Discipline committee reports spike in caseload
CORRECTION TO THIS ARTICLE: A previous version of this article misspelled the name of the senior associate dean for graduate students. It is Blanche E. Staton, not Stanton.
Discipline committee reports spike in caseload
The number of cases brought to the Committee on Discipline — which includes alleged alcohol and drug violations, cheating, and plagiarism — jumped to 189 in the 2012-2013 academic year.
That’s nearly the total from the previous three years combined, 194 cases, according to a slide show presented at the March faculty meeting.
Eight students were suspended or had their degrees deferred, up from two the previous year. None were expelled.
Professor Munther Dahleh, the committee chair, told the faculty that the increase resulted in a demanding schedule for the COD, which met nearly every week.
Members of the committee suggested that the increase in cases was due in part to better reporting of incidents.
Kevin Kraft, the director of student citizenship and a member of the COD, wrote in an email to The Tech that there was greater “awareness about the COD and the Office of Student Citizenship due to outreach efforts.” Still, he added, “there is no way to tell from the data why people are bringing cases forward.”

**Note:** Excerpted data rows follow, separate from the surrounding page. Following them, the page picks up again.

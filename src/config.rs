use std::env;
use std::path::{Path, PathBuf};
use std::time::Duration;

pub const PIPELINE_NAME: &str = "NFL Matchup Pipeline";

pub const SCHEDULE_URL: &str = "https://www.teamrankings.com/nfl/schedules/season/";

pub const STAT_URLS: &[&str] = &[
    "https://www.teamrankings.com/nfl/stat/points-per-game",
    "https://www.teamrankings.com/nfl/stat/opponent-points-per-game",
    "https://www.teamrankings.com/nfl/stat/sacks-per-game",
    "https://www.teamrankings.com/nfl/stat/third-down-conversion-pct",
    "https://www.teamrankings.com/nfl/stat/qb-sacked-per-game",
    "https://www.teamrankings.com/nfl/stat/opponent-third-down-conversion-pct",
    "https://www.teamrankings.com/nfl/stat/turnover-margin-per-game",
    "https://www.teamrankings.com/nfl/stat/penalty-yards-per-game",
    "https://www.teamrankings.com/nfl/stat/red-zone-scoring-pct",
    "https://www.teamrankings.com/nfl/stat/opponent-red-zone-scores-per-game",
];

pub const USER_AGENT: &str = "Mozilla/5.0 (Windows NT 10.0; Win64; x64) AppleWebKit/537.36 (KHTML, like Gecko) Chrome/58.0.3029.110 Safari/537.3";

/// Google Sheets destination for the canonical output.
#[derive(Debug, Clone)]
pub struct SheetTarget {
    pub spreadsheet_id: String,
    pub worksheet: String,
}

#[derive(Debug, Clone)]
pub struct EmailSettings {
    pub smtp_host: String,
    pub sender: String,
    pub receiver: String,
    pub password: String,
}

/// Every path, URL and credential the pipeline uses. Built once in `main` and
/// handed to each component.
#[derive(Debug, Clone)]
pub struct PipelineConfig {
    pub work_dir: PathBuf,
    pub schedule_url: String,
    pub stat_urls: Vec<String>,
    pub request_delay: Duration,
    pub retention_days: u64,
    pub credentials_path: PathBuf,
    pub output_sheet: Option<SheetTarget>,
    pub log_sheet: Option<SheetTarget>,
    pub email: Option<EmailSettings>,
}

impl PipelineConfig {
    /// Defaults rooted at `work_dir`, with no remote collaborators configured.
    pub fn new(work_dir: impl Into<PathBuf>) -> Self {
        Self {
            work_dir: work_dir.into(),
            schedule_url: SCHEDULE_URL.to_string(),
            stat_urls: STAT_URLS.iter().map(|u| u.to_string()).collect(),
            request_delay: Duration::from_secs(5),
            retention_days: 30,
            credentials_path: PathBuf::from("credentials.json"),
            output_sheet: None,
            log_sheet: None,
            email: None,
        }
    }

    pub fn from_env(work_dir: impl Into<PathBuf>) -> Self {
        let mut config = Self::new(work_dir);

        if let Ok(path) = env::var("GOOGLE_CREDENTIALS_PATH") {
            config.credentials_path = PathBuf::from(path);
        }

        config.output_sheet = non_empty_var("SPREADSHEET_ID").map(|id| SheetTarget {
            spreadsheet_id: id,
            worksheet: "Sheet1".to_string(),
        });
        config.log_sheet = non_empty_var("SPREADSHEET_ID_LOG").map(|id| SheetTarget {
            spreadsheet_id: id,
            worksheet: "Run_Log".to_string(),
        });

        config.email = match (
            non_empty_var("EMAIL_SENDER"),
            non_empty_var("EMAIL_RECEIVER"),
            non_empty_var("EMAIL_PASSWORD"),
        ) {
            (Some(sender), Some(receiver), Some(password)) => Some(EmailSettings {
                smtp_host: "smtp.gmail.com".to_string(),
                sender,
                receiver,
                password,
            }),
            _ => None,
        };

        config
    }

    pub fn stats_dir(&self) -> PathBuf {
        self.work_dir.join("nfl_stats")
    }

    pub fn schedule_file(&self) -> PathBuf {
        self.work_dir.join("nfl_current_week_schedule.csv")
    }

    pub fn canonical_output(&self) -> PathBuf {
        self.work_dir.join("nfl_output.csv")
    }

    pub fn dated_output(&self, date: &str) -> PathBuf {
        self.work_dir.join(format!("nfl_output_{}.csv", date))
    }

    pub fn log_dir(&self) -> &Path {
        &self.work_dir
    }

    pub fn log_file(&self) -> PathBuf {
        self.work_dir.join(crate::logging::LOG_FILE_NAME)
    }

    pub fn dashboard_file(&self) -> PathBuf {
        self.work_dir.join("dashboard.html")
    }

    pub fn backup_dir(&self) -> PathBuf {
        self.work_dir.join("backups")
    }
}

fn non_empty_var(key: &str) -> Option<String> {
    env::var(key).ok().filter(|v| !v.trim().is_empty())
}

Another committee member, Blanche E. Staton, agreed: “[W]e do not know definitively the reason for the increase in cases.” Staton is the senior associate dean for graduate students.
Of the 189 cases, 7 alleged sexual misconduct, 51 alleged academic misconduct, and 133 alleged “personal misconduct,” a category that includes alcohol violations, drug violations, and unauthorized access.
(These numbers are not comparable to counts published by The Tech in the past few years. Each “case” here involves one student, who may be accused of multiple violations at once, whereas previously, individual allegations were counted.)
Possible sanctions include a simple letter in the student’s file, probation, removal from housing, alcohol education, suspension, or expulsion.